(Exercise inputs Opens)

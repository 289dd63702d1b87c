use thiserror::Error;

pub type Result<T> = std::result::Result<T, Error>;

/// Planner errors.
///
/// Everything except `Internal` is a contract violation by the calling code
/// generator: the same inputs always produce the same error, so the caller
/// should abort compilation with the diagnostic rather than retry.
#[derive(Error, Debug)]
pub enum Error {
    #[error("zero-size reservation requested")]
    ZeroSizeReservation,

    #[error("no live allocation at offset {0}")]
    UnknownOffset(usize),

    #[error(
        "out-of-order release: offset {got} released while offset {expected} \
         is the most recent active reservation"
    )]
    OutOfOrderRelease { expected: usize, got: usize },

    #[error("reservation of {size} bytes requested after the layout was finalized")]
    ReserveAfterFinalize { size: usize },

    #[error("layout has already been finalized")]
    AlreadyFinalized,

    #[error("layout has not been finalized yet")]
    NotFinalized,

    #[error("{0} workspace reservation(s) still active at finalization")]
    UnreleasedReservations(usize),

    #[error("scoped allocator used after close()")]
    AllocatorClosed,

    #[error("internal error: {0}")]
    Internal(String),
}
use std::sync::{Arc, Mutex, MutexGuard};

use serde::{Deserialize, Serialize};

use crate::allocator::ScopedAllocator;
use crate::argspace::ArgspaceBuffer;
use crate::error::{Error, Result};
use crate::pool::align_up;
use crate::workspace::WorkspacePlanner;

pub use crate::pool::ALIGNMENT;

/// Which region of the device buffer an allocation lives in.
#[derive(Debug, Clone, Copy, PartialEq, Eq, Serialize, Deserialize)]
pub enum AllocationKind {
    /// Compile-time constant data, staged on the host and transferred once
    Argspace,
    /// Transient scratch memory reused across non-overlapping lifetimes
    Workspace,
}

/// One planned allocation.
///
/// Offsets handed out during planning are region-relative (argspace offsets
/// within the argspace region, workspace offsets within the workspace
/// region). The resolved record table returned by
/// [`MemoryManager::allocation_records`] reports absolute positions within
/// the single device buffer.
#[derive(Debug, Clone, Copy, PartialEq, Eq, Serialize, Deserialize)]
pub struct AllocationRecord {
    /// Byte position of the allocation
    pub offset: usize,
    /// Size in bytes
    pub size: usize,
    /// Region the allocation belongs to
    pub kind: AllocationKind,
}

/// Everything the transfer issuer needs for the one-shot host-to-device copy
/// of the staged constants.
#[derive(Debug, Clone, Serialize, Deserialize)]
pub struct TransferPlan {
    /// Size of the argspace region in bytes
    pub total_size: usize,
    /// Staged entries in reservation order
    pub entries: Vec<crate::argspace::StagedEntry>,
}

/// Finalized region layout.
#[derive(Debug, Clone, Copy)]
struct FinalLayout {
    argspace_size: usize,
    workspace_base: usize,
    workspace_size: usize,
    total_size: usize,
}

/// Shared planning state. Scoped allocators hold a back-reference to this;
/// the manager owns the authoritative handle.
pub(crate) struct ManagerState {
    argspace: ArgspaceBuffer,
    workspace: WorkspacePlanner,
    /// Live workspace offsets in reservation order across all allocators;
    /// enforces the global LIFO release discipline.
    active_workspace: Vec<usize>,
    /// Every reservation in acquisition order: the offset table.
    records: Vec<AllocationRecord>,
    layout: Option<FinalLayout>,
}

impl ManagerState {
    fn new() -> Self {
        Self {
            argspace: ArgspaceBuffer::new(),
            workspace: WorkspacePlanner::new(),
            active_workspace: Vec::new(),
            records: Vec::new(),
            layout: None,
        }
    }

    pub(crate) fn stage_argspace(&mut self, data: &[u8]) -> Result<usize> {
        if self.layout.is_some() {
            return Err(Error::ReserveAfterFinalize { size: data.len() });
        }
        let offset = self.argspace.stage(data)?;
        self.records.push(AllocationRecord {
            offset,
            size: data.len(),
            kind: AllocationKind::Argspace,
        });
        Ok(offset)
    }

    pub(crate) fn reserve_workspace(&mut self, size: usize, zero_initialize: bool) -> Result<usize> {
        if self.layout.is_some() {
            return Err(Error::ReserveAfterFinalize { size });
        }
        let offset = self.workspace.reserve(size, zero_initialize)?;
        self.active_workspace.push(offset);
        self.records.push(AllocationRecord {
            offset,
            size,
            kind: AllocationKind::Workspace,
        });
        Ok(offset)
    }

    /// Release a workspace reservation. Only the most recently reserved
    /// still-active offset may be released; anything else means an outer
    /// allocator is closing while an inner one still holds reservations.
    pub(crate) fn release_workspace(&mut self, offset: usize) -> Result<()> {
        match self.active_workspace.last() {
            Some(&top) if top == offset => {}
            Some(&top) => {
                return Err(Error::OutOfOrderRelease {
                    expected: top,
                    got: offset,
                })
            }
            None => return Err(Error::UnknownOffset(offset)),
        }
        self.workspace.release(offset)?;
        self.active_workspace.pop();
        Ok(())
    }
}

/// Per-compiled-function memory planner.
///
/// Owns one [`ArgspaceBuffer`] and one [`WorkspacePlanner`]; hands out
/// [`ScopedAllocator`]s to nested emission contexts and finalizes the
/// combined device-buffer layout once emission is done. All planning is
/// single-threaded and deterministic: offsets depend only on the order
/// reservations are requested.
pub struct MemoryManager {
    state: Arc<Mutex<ManagerState>>,
}

impl MemoryManager {
    /// Create a manager for one function compilation.
    pub fn new() -> Self {
        Self {
            state: Arc::new(Mutex::new(ManagerState::new())),
        }
    }

    fn lock(&self) -> Result<MutexGuard<'_, ManagerState>> {
        self.state
            .lock()
            .map_err(|_| Error::Internal("memory manager state lock poisoned".to_string()))
    }

    /// Create a scoped allocator bound to this manager for one nested
    /// emission context.
    pub fn build_allocator(&self) -> ScopedAllocator {
        ScopedAllocator::new(self.state.clone())
    }

    /// Finalize the layout.
    ///
    /// Fixes the argspace region size, places the workspace region at the
    /// next aligned offset after it, and freezes all reservations. Offsets
    /// handed out earlier remain valid and stable; no further reservations
    /// are permitted. Calling this twice, or while workspace reservations
    /// are still active, is a contract violation.
    pub fn allocate(&self) -> Result<()> {
        let mut state = self.lock()?;
        if state.layout.is_some() {
            return Err(Error::AlreadyFinalized);
        }
        if !state.active_workspace.is_empty() {
            return Err(Error::UnreleasedReservations(state.active_workspace.len()));
        }

        let argspace_size = state.argspace.total_size();
        let workspace_base = align_up(argspace_size, ALIGNMENT);
        let workspace_size = align_up(state.workspace.high_water_mark(), ALIGNMENT);
        let total_size = workspace_base + workspace_size;

        state.layout = Some(FinalLayout {
            argspace_size,
            workspace_base,
            workspace_size,
            total_size,
        });
        log::debug!(
            "finalized layout: argspace {} bytes, workspace {} bytes at base {}, total {}",
            argspace_size,
            workspace_size,
            workspace_base,
            total_size
        );
        Ok(())
    }

    fn layout(&self) -> Result<FinalLayout> {
        self.lock()?.layout.ok_or(Error::NotFinalized)
    }

    /// Total device buffer size required. Valid only after [`allocate`].
    ///
    /// [`allocate`]: MemoryManager::allocate
    pub fn get_allocation_size(&self) -> Result<usize> {
        Ok(self.layout()?.total_size)
    }

    /// Size of the argspace region. Valid only after finalization.
    pub fn argspace_size(&self) -> Result<usize> {
        Ok(self.layout()?.argspace_size)
    }

    /// Size of the workspace region. Valid only after finalization.
    pub fn workspace_size(&self) -> Result<usize> {
        Ok(self.layout()?.workspace_size)
    }

    /// Base offset of the workspace region within the device buffer. Always
    /// a multiple of [`ALIGNMENT`]. Valid only after finalization.
    pub fn workspace_base_offset(&self) -> Result<usize> {
        Ok(self.layout()?.workspace_base)
    }

    /// Whether the live workspace reservation at `offset` asked for
    /// zero-fill before first use.
    pub fn is_zero_initialized(&self, offset: usize) -> Result<Option<bool>> {
        Ok(self.lock()?.workspace.is_zero_initialized(offset))
    }

    /// The one-shot transfer description for the staged constants. Valid
    /// only after finalization.
    pub fn transfer_plan(&self) -> Result<TransferPlan> {
        let state = self.lock()?;
        let layout = state.layout.ok_or(Error::NotFinalized)?;
        Ok(TransferPlan {
            total_size: layout.argspace_size,
            entries: state.argspace.entries().to_vec(),
        })
    }

    /// Copy of the staged argspace byte stream.
    pub fn staged_bytes(&self) -> Result<Vec<u8>> {
        Ok(self.lock()?.argspace.bytes().to_vec())
    }

    /// The final offset table: every reservation in acquisition order, with
    /// workspace offsets rebased to absolute positions within the device
    /// buffer. Valid only after finalization.
    pub fn allocation_records(&self) -> Result<Vec<AllocationRecord>> {
        let state = self.lock()?;
        let layout = state.layout.ok_or(Error::NotFinalized)?;
        Ok(state
            .records
            .iter()
            .map(|record| match record.kind {
                AllocationKind::Argspace => *record,
                AllocationKind::Workspace => AllocationRecord {
                    offset: layout.workspace_base + record.offset,
                    ..*record
                },
            })
            .collect())
    }
}

impl Default for MemoryManager {
    fn default() -> Self {
        Self::new()
    }
}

(Exercise inputs Closes)

### Task goal
Copy word for word the stretch of entries above from the line that has "AllocationKind::Workspace => AllocationRecord" through the line that has "impl Default for", both ends included, and nothing outside it.

### Exercise solution
                AllocationKind::Workspace => AllocationRecord {
                    offset: layout.workspace_base + record.offset,
                    ..*record
                },
            })
            .collect())
    }
}

impl Default for MemoryManager {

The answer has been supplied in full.